銀閣寺で観音堂・銀閣に引けを取らない美しい国宝建築・東求堂(とうぐどう)の内部公開が間もなく始まります。名プロデューサー・足利義政が今に遺す、日本文化の原点になったかけがえのない空間を鑑賞できます。
- 床の間や座敷があり、書院造の原型となった室町時代半ばの建築
- 足利義政の美意識を表現したしつらえは、500年後の現代でもとても洗練された印象を受ける
- あわせて公開される方丈では蕪村と大雅の襖絵も鑑賞できる
観音堂・銀閣の室内が公開されることはまずありません。義政の遺した美意識は東求堂でしか味わえません。
方丈と東求堂の間の坪庭にある袈裟形の手水鉢
東求堂は、足利義政が存命中の1486(文明18)年に、持仏堂として完成しました。義政の美意識が徹底して表現されていると考えることができます。観音堂・銀閣は完成前に義政がこの世を去っているため、義政の美意識の表現が100%なされているとは言い切れません。
銀閣寺の前身で義政が造営した別荘・東山殿には当初、文化サロンだった会所や義政が居住した常御所、複数の茶室など多くの建物がありました。1550(天文19)年には、観音堂と東求堂を除いて戦災でことごとく焼失します。観音堂と東求堂は義政の執念によって守られたようなロマンすら感じてしまう、義政の美意識のアバターのような存在です。
方丈からのぞむ銀沙灘の白砂と銀閣
特別公開は定員20名のガイドによるツアー制で、自由拝観はできません。東求堂を守るためには合理的なシステムです。
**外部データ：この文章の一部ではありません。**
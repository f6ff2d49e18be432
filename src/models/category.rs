//! Category vocabulary
//!
//! Each transaction type has a fixed, ordered list of categories. The lists
//! drive defaults and display only: stored transactions may carry any
//! category string, including ones an imported file brought in.

use super::transaction::TransactionType;

/// Income categories, in display order
pub const INCOME_CATEGORIES: &[&str] = &["Salary", "Freelance", "Investment", "Bonus", "Other Income"];

/// Expense categories, in display order
pub const EXPENSE_CATEGORIES: &[&str] = &[
    "Food",
    "Transport",
    "Shopping",
    "Entertainment",
    "Bills",
    "Healthcare",
    "Education",
    "Other",
];

/// The category list for a transaction type
pub fn categories_for(transaction_type: TransactionType) -> &'static [&'static str] {
    match transaction_type {
        TransactionType::Income => INCOME_CATEGORIES,
        TransactionType::Expense => EXPENSE_CATEGORIES,
    }
}

/// The category a draft falls back to when its type changes or none is given
pub fn default_category(transaction_type: TransactionType) -> &'static str {
    categories_for(transaction_type)[0]
}

/// Whether `category` belongs to the vocabulary of `transaction_type`
pub fn is_known_category(transaction_type: TransactionType, category: &str) -> bool {
    categories_for(transaction_type).contains(&category)
}

#[cfg(test)]
mod tests {
    use super::*;

    #[test]
    fn test_defaults_are_first_entries() {
        assert_eq!(default_category(TransactionType::Income), "Salary");
        assert_eq!(default_category(TransactionType::Expense), "Food");
    }

    #[test]
    fn test_vocabulary_sizes() {
        assert_eq!(categories_for(TransactionType::Income).len(), 5);
        assert_eq!(categories_for(TransactionType::Expense).len(), 8);
    }

    #[test]
    fn test_known_category_is_type_specific() {
        assert!(is_known_category(TransactionType::Expense, "Bills"));
        assert!(!is_known_category(TransactionType::Income, "Bills"));
        assert!(!is_known_category(TransactionType::Expense, "Crypto"));
    }
}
ただし先着順で事前予約はできません。ネットで事前予約できて、英語や中国語でのツアーも設けられると観光面ではとても理想的です。京都でもトップクラスの拝観者数がある銀閣寺にぜひ、新しいやり方の率先をお願いしたいものです。
通常の拝観料を収めた後、方丈前に設置された申込書、といっても飲食店の順番待ちの際に名前を書くボードのようなものに名前を記入した順番にツアーに参加できます。東求堂は銀閣と比べて圧倒的に知名度が低いこともあり、私が訪問した平日の午前中はスタート直前でも参加できていました。
しかし好天の週末は混雑することも予測されます。受付が始まるツアー1時間前に受付を済ませ、その間に庭園を回遊して鑑賞するのが効率の良い時間の使い方でしょう。
東求堂
東求堂では、書院造の原型と言われるしつらえを最も感じることができる部屋・同仁斎(どうじんさい)に、義政が客人に宝物を披露した飾り付けが再現されています。この部屋は義政が書斎や茶室として使っており、現在に続く四畳半の間取りや茶室の原点でもあります。義政から500年後に生きる私たちが見てもその美しさは深く記憶に残ります。床の間が障子で開くようになっており、庭園を掛軸のように見せるアイデアは感動的です。義政は500年間も美的価値を損なわせない表現ができた凄腕Pだったことは間違いありません。
義政はこの部屋以外にも、敷地内にあった会所(かいしょ)に上流階級の客人を招き、歌会や茶会を催していました。いわば都の最高級の文化サロンであり、日明貿易で入手した最高級の宝物である唐物(からもの)を披露していました。これらコレクションは東山御物(ひがしやまごもつ)と呼ばれ、作品や作家を品評した美術書・君台観左右帳記(くんだいかんそうちょうき)は現代も、中世の中国や日本美術を知る重要な基礎史料となっています。
銀閣の鳳凰
現代の生活から文芸まであらゆる日本文化はおおむね室町時代に始まっています。現代日本文化の原点が、痕跡として同仁斎に遺されているのです。知名度では完敗の観音堂・銀閣に比べ、日本文化への影響の偉大さでは東求堂が完勝です。日本文化の奥深さを味わうには、必見のスポットです。
こんなところがあります。
ここにしかない「空間」があります。
中世の権力者は理想郷をどう作ろうとしたのか?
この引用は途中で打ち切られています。